- Reducing the headcount by approximately 55%, or approximately 160 positions, with over 80% of the reduction completed in early January 2020.
- Restructuring and other cost-saving efforts will result in savings of $130 to $140 million in 2020 compared with the Company’s most recent guidance for 2019 operating expenses excluding the cost of goods sold.
- The Company expects to book separation and contract termination fees in the fourth quarter of 2019. Further details will be unveiled during its third-quarter 2019 financial results webcast and conference call on Tuesday, November 12, 2019.
- Halozyme’s Board of Directors has authorized the initiation of a capital return program to repurchase up to $350 million of the Company’s outstanding common stock over the next three years. The timing of share repurchases and the number of shares of common stock that are repurchased will depend on market conditions and other factors. Repurchases may be commenced or suspended at any time or from time-to-time at the Company’s discretion without prior notice.
- Halozyme anticipates becoming a sustainably profitable company beginning in the second quarter of 2020.
- Annualized operating expenses excluding cost of goods sold of between $65 million and $75 million will be achieved by the fourth quarter of 2020.
- The go-forward organization will comprise approximately 120 employees focused on driving the continued growth of ENHANZE®, specifically in areas that are critical to supporting partners such as manufacturing, quality, regulatory and product development.
- An additional 12 employees will continue promoting the Company’s commercial drug Hylenex®.
As a matter of fact, Halozyme’s ENHANZE® business continues to grow with three commercial products and 11 products currently in clinical trials. The Company will provide a more detailed update for its ENHANZE® business during its third quarter financial results webcast and conference call.
Dr. Helen Torley, President and CEO of Halozyme, said, “Our mission now is to transition our strategy to focus on our high-growth, high-margin ENHANZE® drug delivery technology platform. Our ENHANZE® business is well-positioned for this growth, supported by strong partnerships with leading brands and a promising development pipeline. As a result, Halozyme now has a clear path to near-term, sustainable profitability with strong cash flows and high growth prospects. In addition, our share repurchase program reflects our continued commitment to creating value for our shareholders and to implementing a capital return philosophy aligned with our new company profile.”
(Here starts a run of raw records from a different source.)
//! Mocks and scripted units of work shared by the service tests.

use std::collections::VecDeque;
use std::sync::atomic::AtomicUsize;
use std::sync::atomic::Ordering;
use std::sync::Arc;
use std::sync::Mutex;

use async_trait::async_trait;
use chrono::TimeZone;
use chrono::Utc;
use mockall::mock;

use crate::domain::errors::RepositoryError;
use crate::domain::order::models::GeoPoint;
use crate::domain::order::models::NewOrder;
use crate::domain::order::models::Order;
use crate::domain::order::models::OrderFilter;
use crate::domain::order::models::OrderId;
use crate::domain::order::models::OrderName;
use crate::domain::order::ports::OrderRepository;
use crate::domain::pagination::Page;
use crate::domain::pagination::PageRequest;
use crate::domain::ports::Staged;
use crate::domain::ports::UnitOfWork;
use crate::domain::ports::UnitOfWorkFactory;
use crate::domain::user::errors::UserError;
use crate::domain::user::models::CreateUserCommand;
use crate::domain::user::models::EmailAddress;
use crate::domain::user::models::NewUser;
use crate::domain::user::models::PersonName;
use crate::domain::user::models::ProvisionOutcome;
use crate::domain::user::models::User;
use crate::domain::user::models::UserId;
use crate::domain::user::models::UserRole;
use crate::domain::user::ports::UserRepository;
use crate::domain::user::ports::UserServicePort;

mock! {
    pub UserRepo {}

    #[async_trait]
    impl UserRepository for UserRepo {
        async fn get_by_id(&mut self, id: UserId) -> Result<Option<User>, RepositoryError>;
        async fn get_by_email(&mut self, email: &EmailAddress) -> Result<Option<User>, RepositoryError>;
        async fn get_all_paginated(&mut self, request: PageRequest) -> Result<(Vec<User>, i64), RepositoryError>;
        async fn create(&mut self, user: NewUser, flush: bool) -> Result<Staged<User>, RepositoryError>;
    }
}

mock! {
    pub OrderRepo {}

    #[async_trait]
    impl OrderRepository for OrderRepo {
        async fn get_by_id(&mut self, id: OrderId) -> Result<Option<Order>, RepositoryError>;
        async fn get_all_paginated(&mut self, request: PageRequest) -> Result<(Vec<Order>, i64), RepositoryError>;
        async fn create(&mut self, order: NewOrder, flush: bool) -> Result<Staged<Order>, RepositoryError>;
        async fn search(&mut self, filter: &OrderFilter) -> Result<Vec<Order>, RepositoryError>;
    }
}

mock! {
    pub UserService {}

    #[async_trait]
    impl UserServicePort for UserService {
        async fn create_user(&self, command: CreateUserCommand) -> Result<User, UserError>;
        async fn get_user(&self, id: &UserId) -> Result<User, UserError>;
        async fn get_user_by_email(&self, email: &EmailAddress) -> Result<User, UserError>;
        async fn list_users(&self, request: PageRequest) -> Result<Page<User>, UserError>;
        async fn provision_user(&self, command: CreateUserCommand) -> Result<ProvisionOutcome, UserError>;
    }
}

#[async_trait]
impl<'r> UserRepository for &'r mut MockUserRepo {
    async fn get_by_id(&mut self, id: UserId) -> Result<Option<User>, RepositoryError> {
        (**self).get_by_id(id).await
    }

    async fn get_by_email(
        &mut self,
        email: &EmailAddress,
    ) -> Result<Option<User>, RepositoryError> {
        (**self).get_by_email(email).await
    }

    async fn get_all_paginated(
        &mut self,
        request: PageRequest,
    ) -> Result<(Vec<User>, i64), RepositoryError> {
        (**self).get_all_paginated(request).await
    }

    async fn create(
        &mut self,
        user: NewUser,
        flush: bool,
    ) -> Result<Staged<User>, RepositoryError> {
        (**self).create(user, flush).await
    }
}

#[async_trait]
impl<'r> OrderRepository for &'r mut MockOrderRepo {
    async fn get_by_id(&mut self, id: OrderId) -> Result<Option<Order>, RepositoryError> {
        (**self).get_by_id(id).await
    }

    async fn get_all_paginated(
        &mut self,
        request: PageRequest,
    ) -> Result<(Vec<Order>, i64), RepositoryError> {
        (**self).get_all_paginated(request).await
    }

    async fn create(
        &mut self,
        order: NewOrder,
        flush: bool,
    ) -> Result<Staged<Order>, RepositoryError> {
        (**self).create(order, flush).await
    }

    async fn search(&mut self, filter: &OrderFilter) -> Result<Vec<Order>, RepositoryError> {
        (**self).search(filter).await
    }
}

/// Unit of work whose repositories are mocks. Commits are counted; one
/// scripted commit failure can be injected.
pub struct TestUnitOfWork {
    pub users: MockUserRepo,
    pub orders: MockOrderRepo,
    commit_error: Option<RepositoryError>,
    commits: Arc<AtomicUsize>,
}

impl TestUnitOfWork {
    pub fn new() -> Self {
        Self {
            users: MockUserRepo::new(),
            orders: MockOrderRepo::new(),
            commit_error: None,
            commits: Arc::new(AtomicUsize::new(0)),
        }
    }

    pub fn failing_commit(mut self, error: RepositoryError) -> Self {
        self.commit_error = Some(error);
        self
    }

    /// Shared handle to the number of successful commits.
    pub fn commit_counter(&self) -> Arc<AtomicUsize> {
        Arc::clone(&self.commits)
    }
}

#[async_trait]
impl UnitOfWork for TestUnitOfWork {
    type Users<'a> = &'a mut MockUserRepo
    where
        Self: 'a;

    type Orders<'a> = &'a mut MockOrderRepo
    where
        Self: 'a;

    fn users(&mut self) -> Self::Users<'_> {
        &mut self.users
    }

    fn orders(&mut self) -> Self::Orders<'_> {
        &mut self.orders
    }

    async fn commit(&mut self) -> Result<(), RepositoryError> {
        if let Some(error) = self.commit_error.take() {
            return Err(error);
        }
        self.commits.fetch_add(1, Ordering::SeqCst);
        Ok(())
    }

    async fn rollback(&mut self) -> Result<(), RepositoryError> {
        Ok(())
    }
}

/// Factory handing out pre-scripted units of work in order.
pub struct TestDatabase {
    units: Mutex<VecDeque<TestUnitOfWork>>,
    begun: AtomicUsize,
}

impl TestDatabase {
    pub fn with(units: Vec<TestUnitOfWork>) -> Self {
        Self {
            units: Mutex::new(units.into()),
            begun: AtomicUsize::new(0),
        }
    }

    pub fn begun(&self) -> usize {
        self.begun.load(Ordering::SeqCst)
    }
}

#[async_trait]
impl UnitOfWorkFactory for TestDatabase {
    type UnitOfWork = TestUnitOfWork;

    async fn begin(&self) -> Result<TestUnitOfWork, RepositoryError> {
        self.begun.fetch_add(1, Ordering::SeqCst);
        self.units
            .lock()
            .unwrap()
            .pop_front()
            .ok_or_else(|| RepositoryError::Database("no scripted unit of work left".to_string()))
    }
}

pub fn user_fixture(id: i64, email: &str) -> User {
    User {
        id: UserId(id),
        email: EmailAddress::new(email.to_string()).unwrap(),
        first_name: PersonName::new("Bob".to_string()).unwrap(),
        last_name: PersonName::new("Feta".to_string()).unwrap(),
        password_hash: "$argon2id$v=19$m=19456,t=2,p=1$c2FsdA$aGFzaA".to_string(),
        role: UserRole::Admin,
    }
}

pub fn order_fixture(id: i64, name: Option<&str>) -> Order {
    Order {
        id: OrderId(id),
        name: name.map(|name| OrderName::new(name.to_string()).unwrap()),
        description: None,
        start_point: GeoPoint::new(53.9, 27.56).unwrap(),
        end_point: GeoPoint::new(52.1, 23.7).unwrap(),
        distance_km: Some(348.0),
        duration_minutes: Some(240.0),
        created_at: Utc.with_ymd_and_hms(2024, 6, 1, 12, 0, 0).unwrap(),
    }
}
We love Halozyme Therapeutics as a biotechnology firm that was creating value-driving partnerships with leading pharmaceutical companies including: Roche, Baxalta, Pfizer, Janssen, AbbVie, Lilly, Bristol-Myers Squibb, Alexion and others – all seeking the use of its ENHANZE® drug delivery technology.
It was painful, though, to see Halozyme spend the money generated by ENHANZE® licensing, in addition to much more money, on developing an oncology product that didn’t happened to work better on pancreatic cancer which is extremely difficult to conquer.
We like the firm’s plans as we believe in its reform promises, its saving decisions and its financial projections.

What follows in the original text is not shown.